* Work to complete:
In the listing below, identify each line with the word "usize" and return those lines.

(Data under study begins)

//! Transaction parsing and the per-transaction data signature hashing needs.

use bitcoin::{
    consensus,
    hashes::{sha256, sha256d, Hash, HashEngine},
    Amount, Script, Transaction,
};

use crate::Error;

const SIGHASH_ANYONECANPAY: u32 = 0x80;
const SIGHASH_OUTPUT_MASK: u32 = 0x1f;
const SIGHASH_NONE: u32 = 0x02;
const SIGHASH_SINGLE: u32 = 0x03;

/// Holds the parsed transaction being verified.
#[derive(Debug, Clone)]
pub struct TransactionContext {
    tx: Transaction,
}

impl TransactionContext {
    /// Parses a transaction from wire bytes, rejecting trailing data.
    pub fn parse(tx_bytes: &[u8]) -> Result<Self, Error> {
        let (tx, consumed): (Transaction, usize) =
            consensus::deserialize_partial(tx_bytes).map_err(|_| Error::ERR_TX_DESERIALIZE)?;
        if consumed != tx_bytes.len() {
            return Err(Error::ERR_TX_SIZE_MISMATCH);
        }
        Ok(Self { tx })
    }

    pub fn tx(&self) -> &Transaction {
        &self.tx
    }

    /// Ensures `input_index` points to an existing transaction input.
    pub fn ensure_input_index(&self, input_index: usize) -> Result<(), Error> {
        if input_index >= self.tx.input.len() {
            Err(Error::ERR_TX_INDEX)
        } else {
            Ok(())
        }
    }
}

/// The three transaction-wide BIP143 digests, mirroring the segwit half of
/// Core's `PrecomputedTransactionData`.
#[derive(Debug, Clone, Copy, PartialEq, Eq)]
pub struct Bip143Hashes {
    pub hash_prevouts: sha256d::Hash,
    pub hash_sequence: sha256d::Hash,
    pub hash_outputs: sha256d::Hash,
}

impl Bip143Hashes {
    pub fn new(tx: &Transaction) -> Self {
        Self {
            hash_prevouts: double_sha(hash_serialized(
                tx.input.iter().map(|input| &input.previous_output),
            )),
            hash_sequence: double_sha(hash_serialized(
                tx.input.iter().map(|input| &input.sequence),
            )),
            hash_outputs: double_sha(hash_serialized(tx.output.iter())),
        }
    }
}

/// BIP143 signature hash for input `input_index`.
///
/// `hash_type` is committed exactly as given, so undefined types hash the same
/// way Core hashes them.
pub fn bip143_signature_hash(
    tx: &Transaction,
    hashes: &Bip143Hashes,
    input_index: usize,
    script_code: &Script,
    amount: Amount,
    hash_type: u32,
) -> Result<sha256d::Hash, Error> {
    let input = tx.input.get(input_index).ok_or(Error::ERR_TX_INDEX)?;
    let anyone_can_pay = hash_type & SIGHASH_ANYONECANPAY != 0;
    let base_type = hash_type & SIGHASH_OUTPUT_MASK;
    let zero = sha256d::Hash::all_zeros();

    let hash_prevouts = if anyone_can_pay { zero } else { hashes.hash_prevouts };
    let hash_sequence = if anyone_can_pay
        || base_type == SIGHASH_SINGLE
        || base_type == SIGHASH_NONE
    {
        zero
    } else {
        hashes.hash_sequence
    };
    let hash_outputs = if base_type != SIGHASH_SINGLE && base_type != SIGHASH_NONE {
        hashes.hash_outputs
    } else if base_type == SIGHASH_SINGLE {
        match tx.output.get(input_index) {
            Some(output) => sha256d::Hash::hash(&consensus::serialize(output)),
            None => zero,
        }
    } else {
        zero
    };

    let mut engine = sha256d::Hash::engine();
    engine.input(&consensus::serialize(&tx.version));
    engine.input(hash_prevouts.as_byte_array());
    engine.input(hash_sequence.as_byte_array());
    engine.input(&consensus::serialize(&input.previous_output));
    engine.input(&consensus::serialize(&script_code.to_owned()));
    engine.input(&amount.to_sat().to_le_bytes());
    engine.input(&consensus::serialize(&input.sequence));
    engine.input(hash_outputs.as_byte_array());
    engine.input(&consensus::serialize(&tx.lock_time));
    engine.input(&hash_type.to_le_bytes());
    Ok(sha256d::Hash::from_engine(engine))
}

fn double_sha(hash: sha256::Hash) -> sha256d::Hash {
    sha256d::Hash::hash(&hash.to_byte_array())
}

fn hash_serialized<'a, I, T>(items: I) -> sha256::Hash
where
    I: IntoIterator<Item = &'a T>,
    T: consensus::Encodable + 'a,
{
    let mut engine = sha256::Hash::engine();
    for item in items {
        engine.input(&consensus::serialize(item));
    }
    sha256::Hash::from_engine(engine)
}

(Data under study ends)

* Answer space:
        let (tx, consumed): (Transaction, usize) =
    pub fn ensure_input_index(&self, input_index: usize) -> Result<(), Error> {
    input_index: usize,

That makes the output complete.